It was not long the Cora caught sight of the very place she was looking for: the Inn. She nudged Ash into a slightly quicker pace, both in excitement as well as the need to rest from their long ride. The horse had hardly come to a complete stop before Cora quickly dismounted, wincing at the slight soreness in the lower half of her body. They had been riding for a good few days since setting out for the village. As much as she loved Ash, it was good to separate herself from her saddle. Tying the reigns to the front post, Cora took a moment to get a good look at the village surrounding her. It was quaint, charming, and from the looks of it, peaceful and safe. It wasn't incredibly large, though it was definitely more than a simple village with a few buildings. Cora could feel a sense of home here. This is where she should be. Now if all goes well inside…

----

Inside the Inn was busy, but not crowded.
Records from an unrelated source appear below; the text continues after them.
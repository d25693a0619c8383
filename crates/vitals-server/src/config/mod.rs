//! Service config loader (strict parsing).

pub mod schema;

use std::fs;

use vitals_core::error::{MetricsError, Result};

pub use schema::{MetricsSection, SamplerSection, ServerSection, ServiceConfig};

pub fn load_from_file(path: &str) -> Result<ServiceConfig> {
    let s = fs::read_to_string(path)
        .map_err(|e| MetricsError::Config(format!("read config failed ({path}): {e}")))?;
    load_from_str(&s)
}

pub fn load_from_str(s: &str) -> Result<ServiceConfig> {
    let cfg: ServiceConfig =
        serde_yaml::from_str(s).map_err(|e| MetricsError::Config(format!("invalid yaml: {e}")))?;
    cfg.validate()?;
    Ok(cfg)
}
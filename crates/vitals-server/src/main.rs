//! vitals server binary.
//!
//! Wiring order matters: state (and with it every metric family) is built
//! before the listener binds, and the sampler's shutdown is requested before
//! the process exits so no tick is interrupted mid-sample.

use std::net::SocketAddr;
use std::time::Duration;

use tracing_subscriber::{fmt, EnvFilter};

use vitals_server::{app_state::AppState, config, router, sampler::SystemSampler};

#[tokio::main]
async fn main() {
    fmt().with_env_filter(EnvFilter::from_default_env()).init();

    let config_path = std::env::args()
        .nth(1)
        .unwrap_or_else(|| "vitals.yaml".to_string());
    let cfg = config::load_from_file(&config_path).expect("config load failed");
    let listen: SocketAddr = cfg
        .server
        .listen
        .parse()
        .expect("server.listen must be a valid SocketAddr");

    let state = AppState::new(cfg).expect("app state build failed");

    let (shutdown_tx, shutdown_rx) = tokio::sync::watch::channel(false);
    if state.cfg().sampler.enable_system_metrics {
        let interval = Duration::from_secs(state.cfg().sampler.collection_interval_seconds);
        let sampler = SystemSampler::new(state.clone()).expect("sampler init failed");
        sampler.spawn(interval, shutdown_rx);
        tracing::info!(interval_seconds = interval.as_secs(), "system metrics collection started");
    }

    let app = router::build_router(state);

    tracing::info!(%listen, "vitals-server starting");
    let listener = tokio::net::TcpListener::bind(listen)
        .await
        .expect("failed to bind");

    axum::serve(listener, app)
        .with_graceful_shutdown(async move {
            let _ = tokio::signal::ctrl_c().await;
            let _ = shutdown_tx.send(true);
            tracing::info!("shutdown requested");
        })
        .await
        .expect("server failed");
}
A few heads turned her way as she entered, for she knew it was quite obvious she was not from around here. The room was spacious and warm, quite inviting actually, with a few roughens patroning the place. She scanned the faces to determine which one of them could be the innkeeper, or at least a maid who could tell her where to find him or her. A loud crash to her left startled Cora as a table full of inebriated men sat laughing at one of their comrades who had fallen back in his chair. The man struggled back into it as they resumed their drinking and bantering. Suddenly a little uneasy, she swallowed hard and determined the best way to find the owner was to take a seat. Finding an empty table near the back, Cora made her way through the maze of tables at a somewhat quickened pace and took a seat, having a good view of the entire room.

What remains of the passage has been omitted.